◆ Instructions for the task
Treat the line containing "plain text or" as the last one, and return every line exactly from the first line of the material below up to it.

◆ Information given
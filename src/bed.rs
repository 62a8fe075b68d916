//! BED-like CNV call parsing
//!
//! Each row holds at least `chromosome`, `start` and `end`, tab-separated. Any further
//! fields are kept verbatim in the call's detail. Files may be plain text or
//! BGZF-compressed (`.gz`/`.bgz`).

use crate::interval::{CnvInterval, SourceMask};
use log::debug;
use noodles::bgzf;
use std::fs::File;
use std::io::{BufRead, BufReader, Error as IoError, Read, Seek};
use std::num::{NonZeroUsize, ParseIntError};

#[derive(Debug)]
pub enum ParseErr {
    NotEnoughFields(usize),
    IoError(IoError),
    InvalidCoordinate(ParseIntError),
    InvalidFormat(String),
}

impl std::fmt::Display for ParseErr {
    fn fmt(&self, f: &mut std::fmt::Formatter<'_>) -> std::fmt::Result {
        match self {
            ParseErr::NotEnoughFields(n) => {
                write!(f, "Not enough fields in BED record (expected at least 3, found {})", n)
            }
            ParseErr::IoError(e) => write!(f, "IO error: {}", e),
            ParseErr::InvalidCoordinate(e) => write!(f, "Invalid coordinate: {}", e),
            ParseErr::InvalidFormat(msg) => write!(f, "{}", msg),
        }
    }
}

impl std::error::Error for ParseErr {}

/// A parse failure with the position and content of the offending row
#[derive(Debug)]
pub struct RowError {
    pub line_number: usize,
    pub line: String,
    pub error: ParseErr,
}

impl std::fmt::Display for RowError {
    fn fmt(&self, f: &mut std::fmt::Formatter<'_>) -> std::fmt::Result {
        write!(f, "line {}: {} ({:?})", self.line_number, self.error, self.line)
    }
}

impl std::error::Error for RowError {}

/// True if the reader is positioned on a BGZF block: a gzip member whose extra
/// field carries the `BC` subfield. Plain gzip and short files give `false`.
/// The reader is rewound either way.
fn starts_with_bgzf_block<R: Read + Seek>(reader: &mut R) -> std::io::Result<bool> {
    let mut header = [0u8; 18];
    let found = match reader.read_exact(&mut header) {
        Ok(()) => {
            header[..4] == [0x1f, 0x8b, 0x08, 0x04]
                && header[10..16] == [0x06, 0x00, b'B', b'C', 0x02, 0x00]
        }
        Err(e) if e.kind() == std::io::ErrorKind::UnexpectedEof => false,
        Err(e) => return Err(e),
    };
    reader.rewind()?;
    Ok(found)
}

/// Build a raw call from the fields of one row
pub fn interval_from_fields(fields: &[&str], mask: SourceMask) -> Result<CnvInterval, ParseErr> {
    if fields.len() < 3 {
        return Err(ParseErr::NotEnoughFields(fields.len()));
    }

    let chromosome = fields[0];
    if chromosome.is_empty() {
        return Err(ParseErr::InvalidFormat("Empty chromosome name".to_string()));
    }
    let start = fields[1]
        .trim()
        .parse::<i32>()
        .map_err(ParseErr::InvalidCoordinate)?;
    let end = fields[2]
        .trim()
        .parse::<i32>()
        .map_err(ParseErr::InvalidCoordinate)?;
    if start < 0 || end < 0 {
        return Err(ParseErr::InvalidFormat(format!(
            "Coordinates must be non-negative, got {}-{}",
            start, end
        )));
    }

    Ok(CnvInterval::raw(chromosome, start, end, mask, fields))
}

/// Rows that carry no call: blank lines and `#` comments
fn is_skippable(line: &str) -> bool {
    let trimmed = line.trim();
    trimmed.is_empty() || trimmed.starts_with('#')
}

pub fn parse_bed<R: BufRead>(reader: R, mask: SourceMask) -> Result<Vec<CnvInterval>, RowError> {
    let mut intervals = Vec::new();
    for (index, line_result) in reader.lines().enumerate() {
        let line_number = index + 1;
        let line = line_result.map_err(|e| RowError {
            line_number,
            line: String::new(),
            error: ParseErr::IoError(e),
        })?;
        let line = line.strip_suffix('\r').unwrap_or(&line);
        if is_skippable(line) {
            continue;
        }

        let fields: Vec<&str> = line.split('\t').collect();
        let interval = interval_from_fields(&fields, mask).map_err(|error| RowError {
            line_number,
            line: line.to_string(),
            error,
        })?;
        intervals.push(interval);
    }
    Ok(intervals)
}

/// Parse a BED file with automatic format detection (compressed or uncompressed)
pub fn parse_bed_file(
    bed_file: &str,
    mask: SourceMask,
    threads: NonZeroUsize,
) -> std::io::Result<Vec<CnvInterval>> {
    let mut file = File::open(bed_file).map_err(|e| {
        std::io::Error::new(e.kind(), format!("Failed to open '{}': {}", bed_file, e))
    })?;

    let parsed = if [".gz", ".bgz"].iter().any(|e| bed_file.ends_with(e)) {
        if !starts_with_bgzf_block(&mut file)? {
            return Err(std::io::Error::new(
                std::io::ErrorKind::InvalidData,
                format!(
                    "'{}' is regular gzip, not BGZF. Convert with: zcat '{}' | bgzip > output.bed.gz",
                    bed_file, bed_file
                ),
            ));
        }
        debug!("Reading {} with {} BGZF workers", bed_file, threads);
        let reader = bgzf::io::MultithreadedReader::with_worker_count(threads, file);
        parse_bed(BufReader::new(reader), mask)
    } else {
        parse_bed(BufReader::new(file), mask)
    };

    parsed.map_err(|e| {
        std::io::Error::new(
            std::io::ErrorKind::InvalidData,
            format!("Failed to parse BED records from {}: {}", bed_file, e),
        )
    })
}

◆ Exercise answer
filename src/bed.rs
repository 62a8fe075b68d916
//! BED-like CNV call parsing
//!
//! Each row holds at least `chromosome`, `start` and `end`, tab-separated. Any further
//! fields are kept verbatim in the call's detail. Files may be plain text or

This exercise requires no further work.